I rolled my eyes at him. “Don’t give me grief. You are the office’s biggest bullshitter.”

“Apparently not. What did you tell him you could do?”

“Operating agreements, basic filings, meeting minutes.”

He shrugged. “Those are basic enough tasks.”

“That I don’t know how to do.” I hated saying the words, but felt that they added credibility to my stress.

He waved off my concern. “Don’t worry about that. He won’t fire you.”

“How do you know that? You were the one harping on me that I needed to make a good impression so he would ignore the inconvenience of taking me on.”

He shrugged, piercing a piece of leftover meat with his fork. “He mentioned you on a call the other day. He likes you. He won’t fire you.”

“Likes me likes me?” I leaned forward over the table.

“What are you, twelve?” He grinned, wiping his mouth. “No, just normal likes you. If I was you, I wouldn’t worry about that.”

Something in his tone, a playful mockery, made me focus on him and I toyed with my bottom lip before taking the bait. “What do you mean?”

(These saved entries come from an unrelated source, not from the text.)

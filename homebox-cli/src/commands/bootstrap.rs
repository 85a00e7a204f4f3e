//! The `homebox` bootstrap command
//!
//! Loads configuration, installs the diagnostic sink, wires the real
//! process/network/terminal implementations into the orchestrator and turns
//! its outcome into a process exit code.

use anyhow::{Context, Result};
use clap::Args;
use std::path::PathBuf;
use std::process::ExitCode;
use tracing::info;

use crate::bootstrap::report::{Console, RunReport};
use crate::bootstrap::{Identity, SystemProber};
use crate::config::{HomePaths, HomeboxConfig};
use crate::exec::SystemRunner;
use crate::fetch::HttpFetcher;
use crate::logging::{self, ConsoleLevel};
use crate::orchestrator::Orchestrator;
use crate::secret::TerminalPrompt;

#[derive(Debug, Args, Clone, Default)]
pub struct BootstrapArgs {
    /// Disables console output
    #[arg(short, long, conflicts_with = "verbose")]
    pub quiet: bool,

    /// Enables console debugging
    #[arg(short, long)]
    pub verbose: bool,

    /// Enables debug logging to file
    #[arg(short, long)]
    pub log: bool,

    /// Execute advanced setup (optional Puppet modules)
    #[arg(short, long)]
    pub setup: bool,

    /// Configuration file (default: the per-user homebox config)
    #[arg(long, env = "HOMEBOX_CONFIG")]
    pub config: Option<PathBuf>,
}

fn load_config(args: &BootstrapArgs) -> Result<HomeboxConfig> {
    match &args.config {
        Some(path) => HomeboxConfig::load_path(path)
            .with_context(|| format!("Failed to load configuration from {}", path.display())),
        None => HomeboxConfig::load().context("Failed to load configuration"),
    }
}

/// Run the full bootstrap and return the exit code to terminate with.
pub fn handle_bootstrap(args: &BootstrapArgs) -> Result<ExitCode> {
    let config = load_config(args)?;

    let log_dir = args.log.then_some(config.log_dir.as_path());
    if let Some(path) = logging::init(ConsoleLevel::from_flags(args.quiet, args.verbose), log_dir)? {
        info!("Logging to {}", path.display());
    }

    let paths = HomePaths::discover(&config).context("Failed to locate home directory")?;
    let runner = SystemRunner;
    let prober = SystemProber::new(&runner);
    let fetcher = HttpFetcher::new().context("Failed to build HTTP client")?;
    let console = Console::new(args.quiet);

    let orchestrator = Orchestrator {
        prober: &prober,
        runner: &runner,
        fetcher: &fetcher,
        prompt: &TerminalPrompt,
        config,
        paths,
        identity: Identity::current(&runner),
        console,
        advanced_setup: args.setup,
    };

    let mut report = RunReport::new();
    let result = orchestrator.run(&mut report);
    report.print_summary(&console);

    match result {
        Ok(()) => Ok(ExitCode::SUCCESS),
        Err(e) => {
            eprintln!("❌ {e}");
            Ok(ExitCode::from(e.exit_code()))
        }
    }
}
//! Provisioning stages for a freshly installed client
//!
//! Each stage is idempotent and reports a tri-state `StageResult`:
//! - Platform probing (OS family + version)
//! - Diceware passphrase and SSH key generation
//! - Package manager bootstrap (Homebrew on Mac)
//! - Puppet agent install, per OS family
//! - Puppet environment (modules + HomeBox manifests)

pub mod agent;
pub mod credentials;
pub mod environment;
pub mod package_manager;
pub mod passphrase;
pub mod platform;
pub mod report;
pub mod skeleton;
pub mod strategy;
pub mod version_probe;

use std::fmt;
use tracing::debug;

use crate::config::{HomePaths, HomeboxConfig};
use crate::error::BootstrapError;
use crate::exec::{CommandRunner, Invocation};
use crate::fetch::Fetcher;

pub use agent::install_agent;
pub use credentials::{CredentialResult, KeySpec, KeyType, persist_passphrase, provision};
pub use environment::build_environment;
pub use package_manager::ensure_homebrew;
pub use passphrase::{Dictionary, Passphrase, build_dictionary, generate};
pub use platform::{OsDescriptor, OsFamily, PlatformProber, SystemProber};
pub use strategy::{ProvisioningStrategy, strategy_for};
pub use version_probe::{VersionProbe, probe_download};

/// Orchestrator stages, in run order.
#[derive(Debug, Clone, Copy, PartialEq, Eq)]
pub enum Stage {
    Probe,
    Credentials,
    PackageManager,
    Agent,
    Environment,
}

impl Stage {
    /// Banner printed when the stage starts.
    pub fn title(self) -> &'static str {
        match self {
            Stage::Probe => "Probing for OS",
            Stage::Credentials => "Generating SSH Keys",
            Stage::PackageManager => "Installing Package Manager",
            Stage::Agent => "Installing Puppet",
            Stage::Environment => "Building Puppet Environment",
        }
    }
}

impl fmt::Display for Stage {
    fn fmt(&self, f: &mut fmt::Formatter<'_>) -> fmt::Result {
        let name = match self {
            Stage::Probe => "platform probe",
            Stage::Credentials => "credential provisioning",
            Stage::PackageManager => "package manager install",
            Stage::Agent => "agent install",
            Stage::Environment => "environment build",
        };
        f.write_str(name)
    }
}

/// Uniform outcome of every provisioning stage.
#[derive(Debug)]
pub enum StageResult {
    /// Already satisfied; nothing was done.
    Skipped(String),
    Succeeded,
    Failed(BootstrapError),
}

impl StageResult {
    pub fn from_result(result: Result<(), BootstrapError>) -> Self {
        match result {
            Ok(()) => StageResult::Succeeded,
            Err(e) => StageResult::Failed(e),
        }
    }
}

/// Local user and host, used for key comments and module paths.
#[derive(Debug, Clone)]
pub struct Identity {
    pub user: String,
    pub fqdn: String,
}

impl Identity {
    pub fn current(runner: &dyn CommandRunner) -> Self {
        Self {
            user: whoami::username(),
            fqdn: resolve_fqdn(runner),
        }
    }

    /// FQDN with a trailing `.local` label dropped (`mbp.local` -> `mbp`).
    pub fn hostname(&self) -> &str {
        let mut labels = self.fqdn.split('.');
        let first = labels.next().unwrap_or(&self.fqdn);
        match labels.next() {
            None | Some("local") => first,
            Some(_) => &self.fqdn,
        }
    }

    /// `user@host` comment stamped on generated keys.
    pub fn key_comment(&self) -> String {
        format!("{}@{}", self.user, self.hostname())
    }
}

/// Fully qualified name from `hostname -f`, else the short host name.
pub fn resolve_fqdn(runner: &dyn CommandRunner) -> String {
    match runner.output(&Invocation::new("hostname").arg("-f")) {
        Ok(out) if out.success() && !out.stdout.trim().is_empty() => {
            return out.stdout.trim().to_string();
        }
        Ok(out) => debug!(code = out.code, "hostname -f failed"),
        Err(e) => debug!(error = %e, "hostname -f failed"),
    }
    whoami::fallible::hostname().unwrap_or_else(|_| "localhost".to_string())
}

/// Shared, read-only inputs handed to every stage.
pub struct StageContext<'a> {
    pub runner: &'a dyn CommandRunner,
    pub fetcher: &'a dyn Fetcher,
    pub config: &'a HomeboxConfig,
    pub paths: &'a HomePaths,
    pub identity: &'a Identity,
    pub os: &'a OsDescriptor,
}
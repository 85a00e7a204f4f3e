//! Downward minor-version search for installer artifacts
//!
//! Vendors publish per-`major.minor` paths and lag behind the newest OS
//! release, so the search starts at the detected version and walks the
//! minor number down to 0. It never leaves the starting major version.

use regex::Regex;
use snafu::{OptionExt, ResultExt};
use std::fmt;
use std::fs;
use std::path::{Path, PathBuf};
use tracing::{debug, info};

use crate::error::{DownloadExhaustedSnafu, Result, UnparsableVersionSnafu, WriteFileSnafu};
use crate::fetch::Fetcher;

#[derive(Debug, Clone, Copy, PartialEq, Eq)]
pub struct VersionProbe {
    pub major: u32,
    pub minor: u32,
}

impl VersionProbe {
    pub fn new(major: u32, minor: u32) -> Self {
        Self { major, minor }
    }

    /// Leading `major.minor` of a dotted version (`14.5.1` -> 14, 5). A
    /// bare major (`15`) starts at minor 0.
    pub fn parse(version: &str) -> Result<Self> {
        let re = Regex::new(r"^\s*(\d+)(?:\.(\d+))?").ok().context(UnparsableVersionSnafu { version })?;
        let cap = re.captures(version).context(UnparsableVersionSnafu { version })?;

        let major: u32 = cap[1].parse().ok().context(UnparsableVersionSnafu { version })?;
        let minor: u32 = match cap.get(2) {
            Some(m) => m.as_str().parse().ok().context(UnparsableVersionSnafu { version })?,
            None => 0,
        };
        Ok(Self { major, minor })
    }

    /// Substitute `{major}` and `{minor}` into `template`.
    pub fn url(&self, template: &str) -> String {
        template
            .replace("{major}", &self.major.to_string())
            .replace("{minor}", &self.minor.to_string())
    }
}

impl fmt::Display for VersionProbe {
    fn fmt(&self, f: &mut fmt::Formatter<'_>) -> fmt::Result {
        write!(f, "{}.{}", self.major, self.minor)
    }
}

/// Artifact located by the probe.
#[derive(Debug, Clone, PartialEq, Eq)]
pub struct ProbeHit {
    pub version: VersionProbe,
    pub url: String,
    pub path: PathBuf,
    pub attempts: u32,
}

fn try_version(fetcher: &dyn Fetcher, url: &str, dest: &Path) -> Result<bool> {
    let status = fetcher.status(url)?;
    info!("Server returned: {status}");
    if !(200..300).contains(&status) {
        return Ok(false);
    }

    let body = fetcher.fetch(url)?;
    fs::write(dest, body).context(WriteFileSnafu { path: dest })?;
    Ok(true)
}

/// Probe `template` from `start` downward and download the first reachable
/// artifact to `dest`. Makes at most `start.minor + 1` attempts.
pub fn probe_download(
    fetcher: &dyn Fetcher,
    template: &str,
    start: VersionProbe,
    dest: &Path,
) -> Result<ProbeHit> {
    let mut probe = start;
    let mut attempts = 0;

    loop {
        attempts += 1;
        let url = probe.url(template);
        info!("Trying download with version {probe}");
        debug!("Artifact URL: {url}");

        match try_version(fetcher, &url, dest) {
            Ok(true) => {
                info!("Downloaded {} to {}", url, dest.display());
                return Ok(ProbeHit {
                    version: probe,
                    url,
                    path: dest.to_path_buf(),
                    attempts,
                });
            }
            Ok(false) => {}
            Err(e) => debug!(error = %e, "probe attempt failed"),
        }

        if probe.minor == 0 {
            return DownloadExhaustedSnafu {
                major: start.major,
                start_minor: start.minor,
                attempts,
            }
            .fail();
        }
        probe.minor -= 1;
    }
}
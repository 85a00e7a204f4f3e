//! HomeBox client bootstrap
//!
//! Takes a freshly installed Mac, Fedora or CentOS machine to the point
//! where Puppet can manage it: SSH keys protected by a diceware passphrase,
//! a package manager where the platform needs one, the Puppet agent, and the
//! HomeBox Puppet environment.

pub mod bootstrap;
pub mod commands;
pub mod config;
pub mod error;
pub mod exec;
pub mod fetch;
pub mod logging;
pub mod orchestrator;
pub mod secret;

pub use error::{BootstrapError, Result};
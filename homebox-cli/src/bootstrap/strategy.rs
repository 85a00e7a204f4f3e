//! One provisioning strategy per OS family
//!
//! The prober's `OsFamily` picks a strategy once; the orchestrator threads it
//! through the package manager and agent stages instead of re-checking OS
//! names at every step.

use super::agent;
use super::package_manager::ensure_homebrew;
use super::platform::{OsDescriptor, OsFamily};
use super::{StageContext, StageResult};
use crate::config::AgentSource;
use crate::error::UnsupportedPlatformSnafu;
use crate::secret::Secret;

pub trait ProvisioningStrategy {
    fn family(&self) -> OsFamily;

    /// Whether this family needs a package manager bootstrapped first.
    fn manages_packages(&self) -> bool {
        false
    }

    fn ensure_package_manager(&self, _ctx: &StageContext<'_>, _password: &Secret) -> StageResult {
        StageResult::Skipped(format!("no package manager bootstrap on {}", self.family()))
    }

    /// Install the agent; only called once the presence check has failed.
    fn install_agent(&self, ctx: &StageContext<'_>, password: &Secret) -> StageResult;
}

/// Homebrew, then the agent cask (or the vendor disk image).
pub struct MacStrategy;

impl ProvisioningStrategy for MacStrategy {
    fn family(&self) -> OsFamily {
        OsFamily::MacLike
    }

    fn manages_packages(&self) -> bool {
        true
    }

    fn ensure_package_manager(&self, ctx: &StageContext<'_>, password: &Secret) -> StageResult {
        ensure_homebrew(ctx, password)
    }

    fn install_agent(&self, ctx: &StageContext<'_>, password: &Secret) -> StageResult {
        let result = match ctx.config.agent_source {
            AgentSource::Homebrew => agent::brew_install(ctx),
            AgentSource::Download => agent::disk_image_install(ctx, password),
        };
        StageResult::from_result(result)
    }
}

/// Fedora and CentOS: Ruby gem install through RVM.
pub struct RedHatStrategy {
    family: OsFamily,
    package_tool: &'static str,
}

impl RedHatStrategy {
    pub fn fedora() -> Self {
        Self {
            family: OsFamily::FedoraLike,
            package_tool: "dnf",
        }
    }

    pub fn centos() -> Self {
        Self {
            family: OsFamily::CentOsLike,
            package_tool: "yum",
        }
    }
}

impl ProvisioningStrategy for RedHatStrategy {
    fn family(&self) -> OsFamily {
        self.family
    }

    fn install_agent(&self, ctx: &StageContext<'_>, password: &Secret) -> StageResult {
        StageResult::from_result(agent::gem_install(ctx, self.package_tool, password))
    }
}

pub struct UnsupportedStrategy;

impl ProvisioningStrategy for UnsupportedStrategy {
    fn family(&self) -> OsFamily {
        OsFamily::Unsupported
    }

    fn install_agent(&self, ctx: &StageContext<'_>, _password: &Secret) -> StageResult {
        StageResult::Failed(
            UnsupportedPlatformSnafu {
                detail: format!("{} is not supported!", ctx.os),
            }
            .build(),
        )
    }
}

pub fn strategy_for(os: &OsDescriptor) -> Box<dyn ProvisioningStrategy> {
    match os.family {
        OsFamily::MacLike => Box::new(MacStrategy),
        OsFamily::FedoraLike => Box::new(RedHatStrategy::fedora()),
        OsFamily::CentOsLike => Box::new(RedHatStrategy::centos()),
        OsFamily::Unsupported => Box::new(UnsupportedStrategy),
    }
}
#[cfg(test)]
mod tests {
    use super::*;
    use crate::bootstrap::platform::{OsDescriptor, OsFamily};
    use crate::bootstrap::strategy::{MacStrategy, RedHatStrategy};
    use crate::bootstrap::testing::Fixture;
    use crate::config::{AgentSource, HomeboxConfig};
    use crate::error::BootstrapError;
    use crate::exec::testing::{ScriptedRunner, exit};
    use crate::fetch::testing::FakeFetcher;
    use std::cell::Cell;

    struct SpyStrategy {
        installs: Cell<u32>,
    }

    impl ProvisioningStrategy for SpyStrategy {
        fn family(&self) -> OsFamily {
            OsFamily::FedoraLike
        }

        fn install_agent(&self, _ctx: &StageContext<'_>, _password: &Secret) -> StageResult {
            self.installs.set(self.installs.get() + 1);
            StageResult::Succeeded
        }
    }

    fn fedora() -> Fixture {
        Fixture::new(OsDescriptor::new(OsFamily::FedoraLike, "39"))
    }

    fn chain_step(result: StageResult) -> ChainStep {
        match result {
            StageResult::Failed(BootstrapError::AgentStep { step, .. }) => step,
            other => panic!("expected chain failure, got {other:?}"),
        }
    }

    #[test]
    fn test_presence_short_circuits_strategy() {
        let fixture = fedora();
        let runner = ScriptedRunner::always(0);
        let fetcher = FakeFetcher::new();
        let spy = SpyStrategy {
            installs: Cell::new(0),
        };

        let result = install_agent(&fixture.ctx(&runner, &fetcher), &spy, &Secret::new("pw"));

        assert!(matches!(result, StageResult::Skipped(_)));
        assert_eq!(spy.installs.get(), 0);
        assert_eq!(runner.calls().len(), 1);
        assert_eq!(runner.calls()[0].display(), "puppet --version");
    }

    #[test]
    fn test_missing_agent_runs_strategy_once() {
        let fixture = fedora();
        let runner = ScriptedRunner::always(127);
        let fetcher = FakeFetcher::new();
        let spy = SpyStrategy {
            installs: Cell::new(0),
        };

        let result = install_agent(&fixture.ctx(&runner, &fetcher), &spy, &Secret::new("pw"));

        assert!(matches!(result, StageResult::Succeeded));
        assert_eq!(spy.installs.get(), 1);
    }

    #[test]
    fn test_mac_installs_cask() {
        let fixture = Fixture::new(OsDescriptor::new(OsFamily::MacLike, "14.5"));
        let runner = ScriptedRunner::new(|inv| exit(if inv.program() == AGENT { 1 } else { 0 }));
        let fetcher = FakeFetcher::new();

        let result = install_agent(&fixture.ctx(&runner, &fetcher), &MacStrategy, &Secret::new("pw"));

        assert!(matches!(result, StageResult::Succeeded));
        assert_eq!(runner.calls()[1].display(), "brew install --cask puppet-agent");
    }

    #[test]
    fn test_mac_disk_image_install() {
        let config = HomeboxConfig {
            agent_source: AgentSource::Download,
            agent_download_template: "https://dl.example.test/{major}.{minor}/agent.dmg".to_string(),
            ..HomeboxConfig::default()
        };
        let fixture = Fixture::with_config(OsDescriptor::new(OsFamily::MacLike, "14.2"), config);
        let mount = fixture.paths.config_dir.join("puppet-agent-volume");
        let runner = ScriptedRunner::new(move |inv| {
            if inv.program() == "hdiutil" && inv.arguments()[0] == "attach" {
                fs::create_dir_all(&mount).unwrap();
                fs::write(mount.join("puppet-agent-8.6.0-1-installer.pkg"), "pkg").unwrap();
            }
            exit(if inv.program() == AGENT { 1 } else { 0 })
        });
        let fetcher = FakeFetcher::new().serve("https://dl.example.test/14.0/agent.dmg", "DMG");

        let result = install_agent(&fixture.ctx(&runner, &fetcher), &MacStrategy, &Secret::new("pw"));

        assert!(matches!(result, StageResult::Succeeded), "{result:?}");
        let sudo = runner
            .calls()
            .into_iter()
            .find(|c| c.program() == "sudo")
            .unwrap();
        assert!(sudo.display().contains("installer -pkg"));
        assert!(sudo.display().ends_with("puppet-agent-8.6.0-1-installer.pkg -target /"));
        assert_eq!(sudo.stdin_bytes(), Some(&b"pw\n"[..]));
        assert!(!fixture.home().join("puppet-agent.dmg").exists());
        assert_eq!(runner.programs().last().unwrap(), "hdiutil");
    }

    #[test]
    fn test_disk_image_removed_when_attach_fails() {
        let config = HomeboxConfig {
            agent_source: AgentSource::Download,
            agent_download_template: "https://dl.example.test/{major}.{minor}/agent.dmg".to_string(),
            ..HomeboxConfig::default()
        };
        let fixture = Fixture::with_config(OsDescriptor::new(OsFamily::MacLike, "14.2"), config);
        let runner = ScriptedRunner::new(|inv| {
            let attach = inv.program() == "hdiutil" && inv.arguments()[0] == "attach";
            exit(if inv.program() == AGENT || attach { 1 } else { 0 })
        });
        let fetcher = FakeFetcher::new().serve("https://dl.example.test/14.0/agent.dmg", "DMG");

        let result = install_agent(&fixture.ctx(&runner, &fetcher), &MacStrategy, &Secret::new("pw"));

        assert!(
            matches!(result, StageResult::Failed(BootstrapError::ToolFailed { .. })),
            "{result:?}"
        );
        assert!(!fixture.home().join("puppet-agent.dmg").exists());
        assert!(!runner.programs().contains(&"sudo".to_string()));
        let detached = runner
            .calls()
            .iter()
            .any(|c| c.program() == "hdiutil" && c.arguments()[0] == "detach");
        assert!(!detached);
    }

    #[test]
    fn test_gem_chain_happy_path() {
        let fixture = fedora();
        let rubies = fixture.home().join(".rvm/rubies");
        let runner = ScriptedRunner::new(move |inv| {
            if inv.program().ends_with("/rvm") {
                fs::create_dir_all(rubies.join("ruby-3.2.2")).unwrap();
                fs::create_dir_all(rubies.join("ruby-3.3.0")).unwrap();
            }
            exit(if inv.program() == AGENT { 1 } else { 0 })
        });
        let fetcher = FakeFetcher::new().serve("https://get.rvm.io", "#!/bin/bash\necho rvm");

        let result = install_agent(
            &fixture.ctx(&runner, &fetcher),
            &RedHatStrategy::fedora(),
            &Secret::new("pw"),
        );

        assert!(matches!(result, StageResult::Succeeded), "{result:?}");
        let calls = runner.calls();
        let programs = runner.programs();
        assert_eq!(programs[1], "gpg");
        assert_eq!(calls[2].display(), "sudo -S -p  dnf install -qy ruby");
        assert_eq!(calls[2].stdin_bytes(), Some(&b"pw\n"[..]));
        assert_eq!(programs[3], "bash");
        assert_eq!(calls[3].stdin_bytes(), Some(&b"#!/bin/bash\necho rvm"[..]));
        assert!(programs[5].ends_with(".rvm/rubies/ruby-3.3.0/bin/gem"));
        assert_eq!(calls[5].arguments(), ["install", "puppet"]);
    }

    #[test]
    fn test_gpg_failure_aborts_chain() {
        let fixture = fedora();
        let runner = ScriptedRunner::always(2);
        let fetcher = FakeFetcher::new();

        let result = install_agent(
            &fixture.ctx(&runner, &fetcher),
            &RedHatStrategy::centos(),
            &Secret::new("pw"),
        );

        assert_eq!(chain_step(result), ChainStep::GpgImport);
        assert_eq!(runner.programs(), vec!["puppet", "gpg"]);
        assert!(fetcher.requests().is_empty());
    }

    #[test]
    fn test_runtime_install_uses_yum_on_centos() {
        let fixture = Fixture::new(OsDescriptor::new(OsFamily::CentOsLike, "7"));
        let runner = ScriptedRunner::new(|inv| exit(if inv.program() == "sudo" || inv.program() == AGENT { 1 } else { 0 }));
        let fetcher = FakeFetcher::new();

        let result = install_agent(
            &fixture.ctx(&runner, &fetcher),
            &RedHatStrategy::centos(),
            &Secret::new("pw"),
        );

        assert_eq!(chain_step(result), ChainStep::RuntimeInstall);
        assert!(runner.calls()[2].display().contains("yum install"));
    }

    #[test]
    fn test_rvm_download_failure() {
        let fixture = fedora();
        let runner = ScriptedRunner::new(|inv| exit(if inv.program() == AGENT { 1 } else { 0 }));
        let fetcher = FakeFetcher::new();

        let result = install_agent(
            &fixture.ctx(&runner, &fetcher),
            &RedHatStrategy::fedora(),
            &Secret::new("pw"),
        );

        assert_eq!(chain_step(result), ChainStep::VersionManagerInstall);
    }

    #[test]
    fn test_missing_runtime_is_build_failure() {
        let fixture = fedora();
        let runner = ScriptedRunner::new(|inv| exit(if inv.program() == AGENT { 1 } else { 0 }));
        let fetcher = FakeFetcher::new().serve("https://get.rvm.io", "echo rvm");

        let result = install_agent(
            &fixture.ctx(&runner, &fetcher),
            &RedHatStrategy::fedora(),
            &Secret::new("pw"),
        );

        assert_eq!(chain_step(result), ChainStep::RuntimeBuild);
    }

    #[test]
    fn test_gem_failure() {
        let fixture = fedora();
        let rubies = fixture.home().join(".rvm/rubies");
        fs::create_dir_all(rubies.join("ruby-3.3.0")).unwrap();
        let runner = ScriptedRunner::new(|inv| {
            exit(if inv.program() == AGENT || inv.program().ends_with("/gem") { 1 } else { 0 })
        });
        let fetcher = FakeFetcher::new().serve("https://get.rvm.io", "echo rvm");

        let result = install_agent(
            &fixture.ctx(&runner, &fetcher),
            &RedHatStrategy::fedora(),
            &Secret::new("pw"),
        );

        assert_eq!(chain_step(result), ChainStep::AgentGemInstall);
    }

    #[test]
    fn test_newest_runtime_ordering() {
        let dir = tempfile::tempdir().unwrap();
        for name in ["ruby-2.7.8", "ruby-3.3.0", "ruby-3.2.2", "jruby-9.4"] {
            fs::create_dir_all(dir.path().join(name)).unwrap();
        }
        fs::write(dir.path().join("ruby-9.9.9"), "not a dir").unwrap();

        assert_eq!(newest_runtime(dir.path()), Some(dir.path().join("ruby-3.3.0")));
        assert_eq!(newest_runtime(&dir.path().join("missing")), None);
    }
}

“What you look like at the office...” He grimaced, and I bared my teeth at him, causing him to burst out laughing. “Sorry! But you look...”

“Super hot? Sexy? Drop-dead gorgeous?” I helpfully supplied, giving him a lifeline that he didn’t deserve.

“Dorky,” he finished. “Adorably dorky,” he added quickly at my dark face. “It’s a good thing, will help you with your whole ‘faked work experience’ thing.” He was saved by our food, brought by two tuxedoed gentlemen, and our table was quickly filled with large plates and delicious items. When departing, the waiters closed the curtains, cutting off our view of the room and wrapping us in privacy. The showcased view, savory food and sudden seclusion were distracting, and saved me from coming up with a witty response.

We topped off dinner with wine, crème brûlée and flourless chocolate cake. I was absolutely stuffed, and leaned back in the seat with a contented sigh, my eyes closed in bliss.

“Don’t go to sleep on me.” His words sank into my peaceful cocoon, a silky smooth tone that must have dropped half the panties in town at one point or another in time.